Multiplexer 212 can select data from the primary net input for the
first operand of main functional unit 210. Similarly multiplexer
223 can select data from the primary net input for the second
operand of secondary functional unit 220. Multiplexer 213 can
select data from the secondary net input for the second operand of
main functional unit 210. Similarly multiplexer 222 can select data
from the secondary net input for the first operand of secondary
functional unit 220.
[0027] Representative sub-cluster 111 can supply data to the
primary network and the secondary network. Primary output
multiplexer 201 selects the data supplied to primary transport
register 203. A first input is from forwarding register Mf 211. A
second input is from the primary net input. A third input is from
forwarding register 221. A fourth input is from register file 200.
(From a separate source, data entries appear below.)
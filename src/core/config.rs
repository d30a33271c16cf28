//! Purpose: Loader configuration (library name, search dirs, bundle dir, OS override).
//! Exports: `LoaderConfig`, env var names.
//! Role: Single source for resolver inputs shared by the process-wide resolver and the CLI.
//! Invariants: Environment values only override defaults; flags override environment (CLI).
use std::ffi::OsString;
use std::path::PathBuf;

use crate::core::platform::Platform;

pub const DEFAULT_BASE_NAME: &str = "libpartition_link_java";

pub const ENV_BASE_NAME: &str = "PARTITION_LINK_BASE_NAME";
pub const ENV_LIBRARY_PATH: &str = "PARTITION_LINK_LIBRARY_PATH";
pub const ENV_RESOURCE_DIR: &str = "PARTITION_LINK_RESOURCE_DIR";
pub const ENV_OS_NAME: &str = "PARTITION_LINK_OS_NAME";

#[derive(Clone, Debug, Eq, PartialEq)]
pub struct LoaderConfig {
    base_name: String,
    library_dirs: Vec<PathBuf>,
    resource_dir: Option<PathBuf>,
    os_name: Option<String>,
}

impl Default for LoaderConfig {
    fn default() -> Self {
        Self::new(DEFAULT_BASE_NAME)
    }
}

impl LoaderConfig {
    pub fn new(base_name: impl Into<String>) -> Self {
        Self {
            base_name: base_name.into(),
            library_dirs: Vec::new(),
            resource_dir: None,
            os_name: None,
        }
    }

    pub fn from_env() -> Self {
        Self::from_lookup(|key| std::env::var_os(key))
    }

    pub fn from_lookup(lookup: impl Fn(&str) -> Option<OsString>) -> Self {
        let non_empty = |key: &str| lookup(key).filter(|value| !value.is_empty());

        let mut config = match non_empty(ENV_BASE_NAME) {
            Some(name) => Self::new(name.to_string_lossy().into_owned()),
            None => Self::default(),
        };
        if let Some(paths) = non_empty(ENV_LIBRARY_PATH) {
            config.library_dirs = std::env::split_paths(&paths)
                .filter(|dir| !dir.as_os_str().is_empty())
                .collect();
        }
        config.resource_dir = non_empty(ENV_RESOURCE_DIR).map(PathBuf::from);
        config.os_name = non_empty(ENV_OS_NAME).map(|name| name.to_string_lossy().into_owned());
        config
    }

    pub fn with_base_name(mut self, base_name: impl Into<String>) -> Self {
        self.base_name = base_name.into();
        self
    }

    pub fn with_library_dir(mut self, dir: impl Into<PathBuf>) -> Self {
        self.library_dirs.push(dir.into());
        self
    }

    pub fn with_library_dirs(mut self, dirs: impl IntoIterator<Item = PathBuf>) -> Self {
        self.library_dirs = dirs.into_iter().collect();
        self
    }

    pub fn with_resource_dir(mut self, dir: impl Into<PathBuf>) -> Self {
        self.resource_dir = Some(dir.into());
        self
    }

    pub fn with_os_name(mut self, os_name: impl Into<String>) -> Self {
        self.os_name = Some(os_name.into());
        self
    }

    pub fn base_name(&self) -> &str {
        &self.base_name
    }

    pub fn library_dirs(&self) -> &[PathBuf] {
        &self.library_dirs
    }

    /// OS name used for suffix selection; the running target when not overridden.
    pub fn os_name(&self) -> &str {
        self.os_name.as_deref().unwrap_or(std::env::consts::OS)
    }

    pub fn platform(&self) -> Platform {
        Platform::from_os_name(self.os_name())
    }

    pub fn resource_key(&self) -> String {
        self.platform().resource_key(&self.base_name)
    }

    /// Configured bundle directory, or `resources/` next to the running executable.
    pub fn resource_dir(&self) -> Option<PathBuf> {
        if let Some(dir) = &self.resource_dir {
            return Some(dir.clone());
        }
        let exe = std::env::current_exe().ok()?;
        exe.parent().map(|dir| dir.join("resources"))
    }

    /// Temp-file prefix: the base name up to its first `.`.
    pub(crate) fn temp_prefix(&self) -> &str {
        match self.base_name.split_once('.') {
            Some((head, _)) if !head.is_empty() => head,
            _ => &self.base_name,
        }
    }
}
Secondary output multiplexer 205 selects the data supplied to
secondary transport register 207. A first input is from register
file 200. A second input is from the secondary net input. A third
input is from forwarding register 221. A fourth input is from
forwarding register Mf 211.
[0028] Sub-cluster 111 can separately send or receive data primary
net or secondary net data via corresponding transport switch 119.
FIG. 3 schematically illustrates the operation of transport switch
119. Transport switches 129, 139 and 149 operate similarly.
Transport switch 119 has no storage elements and is purely a way to
move data from one sub-cluster register file to another. Transport
switch 119 includes two networks, primary network 310 and secondary
network 320. Each of these networks is a set of seven 8-to-1
multiplexers. This is shown schematically in FIG. 3. Each
multiplexer selects only a single input for supply to its output.
Scheduling constraints in the complier will enforce this
limitation. Each multiplexer in primary network 310 receives inputs
from the primary network outputs of: math M left functional unit;
math A left functional unit; data left functional unit; math M
right functional unit; math A right functional unit; data right
functional unit; global register left; and global register right.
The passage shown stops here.